[Excerpts from a dataset]
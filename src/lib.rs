//! # Server Image Optimizer Library
//!
//! Ottimizzazione batch in-place di immagini e documenti (JPEG, PNG, TIFF,
//! PDF, GIF) tramite tool esterni, con backup e log di audit.
//!
//! ## Responsabilità:
//! - Definisce la struttura modulare dell'applicazione
//! - Espone i tipi e le funzioni principali tramite re-exports
//! - Fornisce un'interfaccia pulita per il main.rs e per i test di integrazione
//!
//! ## Architettura dei moduli:
//! - `config`: Configurazione, default e validazione
//! - `error`: Tipi di errore custom
//! - `audit_log`: Log di audit con formato stabile, rotazione all'avvio
//! - `file_manager`: Discovery dei file candidati
//! - `backup`: Copia speculare degli originali prima di ogni modifica
//! - `safe_replace`: Sostituzione atomica solo se il risultato è più piccolo
//! - `strategies`: Una strategia per formato + pass aggressivi
//! - `toolchain` / `tool_resolver`: Risoluzione ed esecuzione dei tool esterni
//! - `optimizer`: Controller, worker pool e worker per singolo file
//! - `progress`: Progress bar e statistiche
//!
//! ## Utilizzo:
//! ```rust,ignore
//! use server_image_optimizer::{Config, MediaOptimizer};
//!
//! let config = Config { source_dir: "/srv/www/uploads".into(), ..Default::default() };
//! let stats = MediaOptimizer::new(config).await?.run().await?;
//! println!("{}", stats.format_summary());
//! ```

pub mod audit_log;
pub mod backup;
pub mod config;
pub mod error;
pub mod file_manager;
pub mod format;
pub mod installer;
pub mod optimizer;
pub mod outcome;
pub mod probe;
pub mod progress;
pub mod safe_replace;
pub mod strategies;
pub mod tool_resolver;
pub mod toolchain;
pub mod utils;

pub use audit_log::{AuditLog, LogEvent};
pub use config::{BackupFailurePolicy, Config, PdfPreset};
pub use error::OptimizeError;
pub use format::{FormatKind, Job};
pub use optimizer::MediaOptimizer;
pub use outcome::{OptimizationOutcome, OutcomeKind};
pub use progress::OptimizationStats;
pub use toolchain::{Tool, Toolchain};
//! GIF: frame and palette optimization with `gifsicle`.

use anyhow::Result;
use futures::future::BoxFuture;
use std::ffi::OsString;
use std::path::Path;

use super::FormatStrategy;
use crate::args;
use crate::format::FormatKind;
use crate::safe_replace::TransformStatus;
use crate::toolchain::{Tool, Toolchain};

pub struct GifStrategy {
    level: u8,
}

impl GifStrategy {
    pub fn new(level: u8) -> Self {
        Self { level }
    }

    pub fn arguments(&self, input: &Path, output: &Path) -> Vec<OsString> {
        args![format!("-O{}", self.level), input, "-o", output]
    }
}

impl FormatStrategy for GifStrategy {
    fn kind(&self) -> FormatKind {
        FormatKind::Gif
    }

    fn transform<'a>(
        &'a self,
        tools: &'a Toolchain,
        input: &'a Path,
        output: &'a Path,
    ) -> BoxFuture<'a, Result<TransformStatus>> {
        Box::pin(async move {
            tools.run(Tool::Gifsicle, &self.arguments(input, output)).await?;
            Ok(TransformStatus::Produced)
        })
    }
}
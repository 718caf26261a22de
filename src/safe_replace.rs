//! # Safe Replace Module
//!
//! Primitiva compare-and-swap comune a tutte le strategie.
//!
//! ## Flusso:
//! 1. Crea un file scratch accanto all'originale (`.optimg-XXXX.<ext>`)
//! 2. Esegue la trasformazione scrivendo solo nello scratch
//! 3. Trasformazione fallita o output vuoto → log di fallimento, originale intatto
//! 4. Output più piccolo → rename atomico sopra l'originale
//! 5. Altrimenti → scratch scartato, log "not smaller"
//!
//! Lo scratch sta nella stessa directory dell'originale, quindi il rename è
//! atomico: sul path originale non è mai visibile uno stato parziale.

use anyhow::Result;
use std::future::Future;
use std::path::{Path, PathBuf};
use tempfile::TempPath;
use tokio::fs;
use tracing::{debug, warn};

use crate::audit_log::{AuditLog, LogEvent};
use crate::error::OptimizeError;
use crate::file_manager::percent_saved;

/// Name prefix of every scratch artifact created next to an original
pub const SCRATCH_PREFIX: &str = ".optimg-";

/// What a transformation reports back
#[derive(Debug, Clone, Copy, PartialEq, Eq)]
pub enum TransformStatus {
    /// Output written to the scratch path
    Produced,
    /// Tool refused to emit output because it could not shrink the file
    Declined,
}

/// Result of one SafeReplace step
#[derive(Debug, Clone, Copy, PartialEq, Eq)]
pub enum ReplaceOutcome {
    Replaced { before: u64, after: u64, saved_percent: u64 },
    NotSmaller { before: u64 },
    Failed { before: u64 },
}

impl ReplaceOutcome {
    pub fn is_replaced(&self) -> bool {
        matches!(self, ReplaceOutcome::Replaced { .. })
    }
}

/// Allocate a scratch path in the same directory as `original`, keeping its extension
pub fn scratch_path_for(original: &Path) -> Result<TempPath> {
    let dir = original
        .parent()
        .filter(|p| !p.as_os_str().is_empty())
        .unwrap_or(Path::new("."));
    let suffix = original
        .extension()
        .map(|ext| format!(".{}", ext.to_string_lossy()))
        .unwrap_or_default();

    let file = tempfile::Builder::new()
        .prefix(SCRATCH_PREFIX)
        .suffix(&suffix)
        .tempfile_in(dir)?;
    Ok(file.into_temp_path())
}

/// Run `transform` into a scratch file and swap it in only if strictly smaller.
///
/// `label` is the format name used in log lines (`JPEG`, `PNG resize`, ...).
pub async fn safe_replace<F, Fut>(
    original: &Path,
    label: &str,
    log: &AuditLog,
    transform: F,
) -> Result<ReplaceOutcome>
where
    F: FnOnce(PathBuf) -> Fut,
    Fut: Future<Output = Result<TransformStatus>>,
{
    let metadata = fs::metadata(original).await?;
    let before = metadata.len();

    // Dropping the TempPath removes the scratch file on every non-accepting path
    let scratch = scratch_path_for(original)?;
    let status = transform(scratch.to_path_buf()).await;

    let after = match status {
        Err(e) => {
            warn!("{} transformation failed for {}: {:#}", label, original.display(), e);
            log.record(LogEvent::Failed { label, path: original }).await;
            return Ok(ReplaceOutcome::Failed { before });
        }
        Ok(TransformStatus::Declined) => {
            debug!("{} tool declined to write output for {}", label, original.display());
            log.record(LogEvent::NotSmaller { label, path: original }).await;
            return Ok(ReplaceOutcome::NotSmaller { before });
        }
        Ok(TransformStatus::Produced) => match fs::metadata(&*scratch).await {
            Ok(meta) if meta.len() > 0 => meta.len(),
            _ => {
                warn!("{} produced an empty or missing artifact for {}", label, original.display());
                log.record(LogEvent::Failed { label, path: original }).await;
                return Ok(ReplaceOutcome::Failed { before });
            }
        },
    };

    if after >= before {
        debug!("{}: {} -> {} bytes, keeping original {}", label, before, after, original.display());
        log.record(LogEvent::NotSmaller { label, path: original }).await;
        return Ok(ReplaceOutcome::NotSmaller { before });
    }

    fs::set_permissions(&*scratch, metadata.permissions()).await?;
    let scratch_display = scratch.to_path_buf();
    if let Err(e) = scratch.persist(original) {
        warn!(
            "Failed to move {} over {}: {}",
            scratch_display.display(),
            original.display(),
            e.error
        );
        log.record(LogEvent::Failed { label, path: original }).await;
        return Ok(ReplaceOutcome::Failed { before });
    }

    let saved_percent = percent_saved(before, after);
    log.record(LogEvent::Optimized { label, path: original, saved_percent }).await;
    Ok(ReplaceOutcome::Replaced { before, after, saved_percent })
}

/// Fail with `EmptyArtifact` if a tool "succeeded" without writing anything
pub async fn ensure_artifact(path: &Path, tool: &str) -> Result<()> {
    match fs::metadata(path).await {
        Ok(meta) if meta.len() > 0 => Ok(()),
        _ => Err(OptimizeError::EmptyArtifact { tool: tool.to_string() }.into()),
    }
}
//! # Audit Log Module
//!
//! Questo modulo gestisce il log auditabile del run, consumato poi dal
//! generatore di report HTML.
//!
//! ## Responsabilità:
//! - Rotazione una-tantum di un log preesistente all'avvio
//! - Scrittura append-only di righe `[YYYY-MM-DD HH:MM:SS] <messaggio>`
//! - Serializzazione delle scritture tra worker concorrenti (mai righe interleaved)
//! - Mirror di ogni riga su `tracing` per l'output a console
//!
//! ## Formato messaggi:
//! I messaggi sono un contratto durevole: il report li analizza via regex.
//! ```text
//! Optimized JPEG: /srv/a.jpg (saved 23%)
//! Skipped PNG: /srv/b.png (optimized version not smaller)
//! Failed to optimize PDF: /srv/c.pdf
//! Would optimize GIF: /srv/d.gif
//! Backed up: /srv/a.jpg -> /backup/a.jpg
//! Skipping small file: /srv/tiny.png
//! ```

use anyhow::{Context, Result};
use chrono::{DateTime, Local};
use std::fmt;
use std::path::{Path, PathBuf};
use tokio::fs::{self, File, OpenOptions};
use tokio::io::AsyncWriteExt;
use tokio::sync::Mutex;
use tracing::{info, warn};

const TIMESTAMP_FORMAT: &str = "%Y-%m-%d %H:%M:%S";
const ROTATION_SUFFIX_FORMAT: &str = "%Y%m%d-%H%M%S";

/// One audit log message
#[derive(Debug, Clone)]
pub enum LogEvent<'a> {
    Optimized { label: &'a str, path: &'a Path, saved_percent: u64 },
    NotSmaller { label: &'a str, path: &'a Path },
    Failed { label: &'a str, path: &'a Path },
    WouldOptimize { label: &'a str, path: &'a Path },
    BackedUp { from: &'a Path, to: &'a Path },
    BackupFailed { path: &'a Path },
    SkippingSmall { path: &'a Path },
    SkippingUnreadable { path: &'a Path },
    RunStarted { source: &'a Path, dry_run: bool, workers: usize },
    RunSummary(&'a str),
}

impl fmt::Display for LogEvent<'_> {
    fn fmt(&self, f: &mut fmt::Formatter<'_>) -> fmt::Result {
        match self {
            LogEvent::Optimized { label, path, saved_percent } => {
                write!(f, "Optimized {}: {} (saved {}%)", label, path.display(), saved_percent)
            }
            LogEvent::NotSmaller { label, path } => {
                write!(f, "Skipped {}: {} (optimized version not smaller)", label, path.display())
            }
            LogEvent::Failed { label, path } => {
                write!(f, "Failed to optimize {}: {}", label, path.display())
            }
            LogEvent::WouldOptimize { label, path } => {
                write!(f, "Would optimize {}: {}", label, path.display())
            }
            LogEvent::BackedUp { from, to } => {
                write!(f, "Backed up: {} -> {}", from.display(), to.display())
            }
            LogEvent::BackupFailed { path } => write!(f, "Failed to back up: {}", path.display()),
            LogEvent::SkippingSmall { path } => write!(f, "Skipping small file: {}", path.display()),
            LogEvent::SkippingUnreadable { path } => {
                write!(f, "Skipping unreadable file: {}", path.display())
            }
            LogEvent::RunStarted { source, dry_run, workers } => write!(
                f,
                "Starting optimization of {} ({} workers{})",
                source.display(),
                workers,
                if *dry_run { ", dry run" } else { "" }
            ),
            LogEvent::RunSummary(summary) => write!(f, "Optimization complete: {}", summary),
        }
    }
}

/// Render one log line, newline included
pub fn format_line(timestamp: DateTime<Local>, message: &str) -> String {
    format!("[{}] {}\n", timestamp.format(TIMESTAMP_FORMAT), message)
}

/// Append-only, timestamped, concurrency-safe event sink
pub struct AuditLog {
    path: PathBuf,
    file: Mutex<File>,
}

impl AuditLog {
    /// Rotate any pre-existing log at `path`, then create a fresh one
    pub async fn open(path: &Path) -> Result<Self> {
        if let Some(parent) = path.parent().filter(|p| !p.as_os_str().is_empty()) {
            fs::create_dir_all(parent)
                .await
                .with_context(|| format!("Failed to create log directory {}", parent.display()))?;
        }

        if let Some(rotated) = rotate_existing(path).await? {
            info!("Previous log rotated to {}", rotated.display());
        }

        let file = OpenOptions::new()
            .create(true)
            .append(true)
            .open(path)
            .await
            .with_context(|| format!("Failed to open log file {}", path.display()))?;

        Ok(Self {
            path: path.to_path_buf(),
            file: Mutex::new(file),
        })
    }

    pub fn path(&self) -> &Path {
        &self.path
    }

    /// Write one entry. Failures are reported on stderr and never abort a job.
    pub async fn record(&self, event: LogEvent<'_>) {
        let message = event.to_string();
        info!("{}", message);

        let line = format_line(Local::now(), &message);
        let mut file = self.file.lock().await;
        let written = async {
            file.write_all(line.as_bytes()).await?;
            file.flush().await
        }
        .await;

        if let Err(e) = written {
            warn!("Failed to write audit log {}: {}", self.path.display(), e);
        }
    }
}

/// Move an existing log to a timestamp-suffixed sibling. Returns the new path.
pub async fn rotate_existing(path: &Path) -> Result<Option<PathBuf>> {
    if fs::metadata(path).await.is_err() {
        return Ok(None);
    }

    let stamp = Local::now().format(ROTATION_SUFFIX_FORMAT).to_string();
    let file_name = path
        .file_name()
        .ok_or_else(|| anyhow::anyhow!("Invalid log path: {}", path.display()))?
        .to_string_lossy()
        .to_string();

    let mut target = path.with_file_name(format!("{}.{}", file_name, stamp));
    let mut counter = 1;
    while fs::metadata(&target).await.is_ok() {
        target = path.with_file_name(format!("{}.{}.{}", file_name, stamp, counter));
        counter += 1;
    }

    fs::rename(path, &target)
        .await
        .with_context(|| format!("Failed to rotate log {}", path.display()))?;
    Ok(Some(target))
}
//! # Worker Pool Module
//!
//! Pool a dimensione fissa: un producer (blocking, perché la discovery fa I/O
//! sincrono) riempie un canale limitato, `n` worker long-lived consumano un
//! job alla volta fino a esaurimento del canale.
//!
//! ## Garanzie:
//! - Ogni job è consegnato a esattamente un worker
//! - Al massimo `n` job in esecuzione contemporaneamente
//! - Nessun ordine tra job; nessun retry, nessuna cancellazione

use anyhow::Result;
use futures::future::join_all;
use std::future::Future;
use std::sync::Arc;
use tokio::sync::{mpsc, Mutex};
use tracing::debug;

use crate::format::Job;

/// Bounded-concurrency dispatcher
#[derive(Debug, Clone, Copy)]
pub struct WorkerPool {
    workers: usize,
}

impl WorkerPool {
    pub fn new(workers: usize) -> Self {
        Self { workers: workers.max(1) }
    }

    pub fn workers(&self) -> usize {
        self.workers
    }

    /// Run `handler` on every job and collect the results, in completion order per worker
    pub async fn run<I, H, Fut, T>(&self, jobs: I, handler: H) -> Result<Vec<T>>
    where
        I: Iterator<Item = Job> + Send + 'static,
        H: Fn(Job) -> Fut + Send + Sync + 'static,
        Fut: Future<Output = T> + Send + 'static,
        T: Send + 'static,
    {
        let (tx, rx) = mpsc::channel::<Job>(self.workers * 2);

        let producer = tokio::task::spawn_blocking(move || {
            let mut sent = 0usize;
            for job in jobs {
                if tx.blocking_send(job).is_err() {
                    break;
                }
                sent += 1;
            }
            sent
        });

        let rx = Arc::new(Mutex::new(rx));
        let handler = Arc::new(handler);

        let workers: Vec<_> = (0..self.workers)
            .map(|worker_id| {
                let rx = Arc::clone(&rx);
                let handler = Arc::clone(&handler);
                tokio::spawn(async move {
                    let mut results = Vec::new();
                    loop {
                        let job = rx.lock().await.recv().await;
                        let Some(job) = job else { break };
                        debug!("worker {} picked {}", worker_id, job.path.display());
                        results.push(handler(job).await);
                    }
                    results
                })
            })
            .collect();

        let mut results = Vec::new();
        for worker in join_all(workers).await {
            results.extend(worker?);
        }

        let sent = producer.await?;
        debug!("{} jobs dispatched to {} workers", sent, self.workers);
        Ok(results)
    }
}

#[cfg(test)]
mod tests {
    use super::*;
    use crate::format::FormatKind;
    use std::collections::HashSet;
    use std::path::PathBuf;
    use std::sync::atomic::{AtomicUsize, Ordering};
    use std::time::Duration;

    fn jobs(count: usize) -> impl Iterator<Item = Job> + Send + 'static {
        (0..count).map(|i| Job::new(PathBuf::from(format!("/tmp/{}.jpg", i)), FormatKind::Jpeg))
    }

    #[tokio::test(flavor = "multi_thread", worker_threads = 4)]
    async fn test_every_job_handled_exactly_once() {
        let results = WorkerPool::new(4)
            .run(jobs(100), |job| async move { job.path })
            .await
            .unwrap();

        assert_eq!(results.len(), 100);
        let unique: HashSet<_> = results.into_iter().collect();
        assert_eq!(unique.len(), 100);
    }

    #[tokio::test(flavor = "multi_thread", worker_threads = 4)]
    async fn test_concurrency_is_bounded() {
        let running = Arc::new(AtomicUsize::new(0));
        let peak = Arc::new(AtomicUsize::new(0));

        let (r, p) = (Arc::clone(&running), Arc::clone(&peak));
        WorkerPool::new(3)
            .run(jobs(30), move |_job| {
                let (running, peak) = (Arc::clone(&r), Arc::clone(&p));
                async move {
                    let now = running.fetch_add(1, Ordering::SeqCst) + 1;
                    peak.fetch_max(now, Ordering::SeqCst);
                    tokio::time::sleep(Duration::from_millis(5)).await;
                    running.fetch_sub(1, Ordering::SeqCst);
                }
            })
            .await
            .unwrap();

        let peak = peak.load(Ordering::SeqCst);
        assert!(peak <= 3, "peak concurrency {}", peak);
        assert!(peak >= 2, "pool never ran jobs in parallel");
    }

    #[tokio::test]
    async fn test_empty_input_and_zero_workers() {
        let pool = WorkerPool::new(0);
        assert_eq!(pool.workers(), 1);
        let results = pool.run(jobs(0), |job| async move { job }).await.unwrap();
        assert!(results.is_empty());
    }
}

> **Task**: Number of lines holding "arguments" in the data: give it, with nothing else.

> **Reply to the task**: 2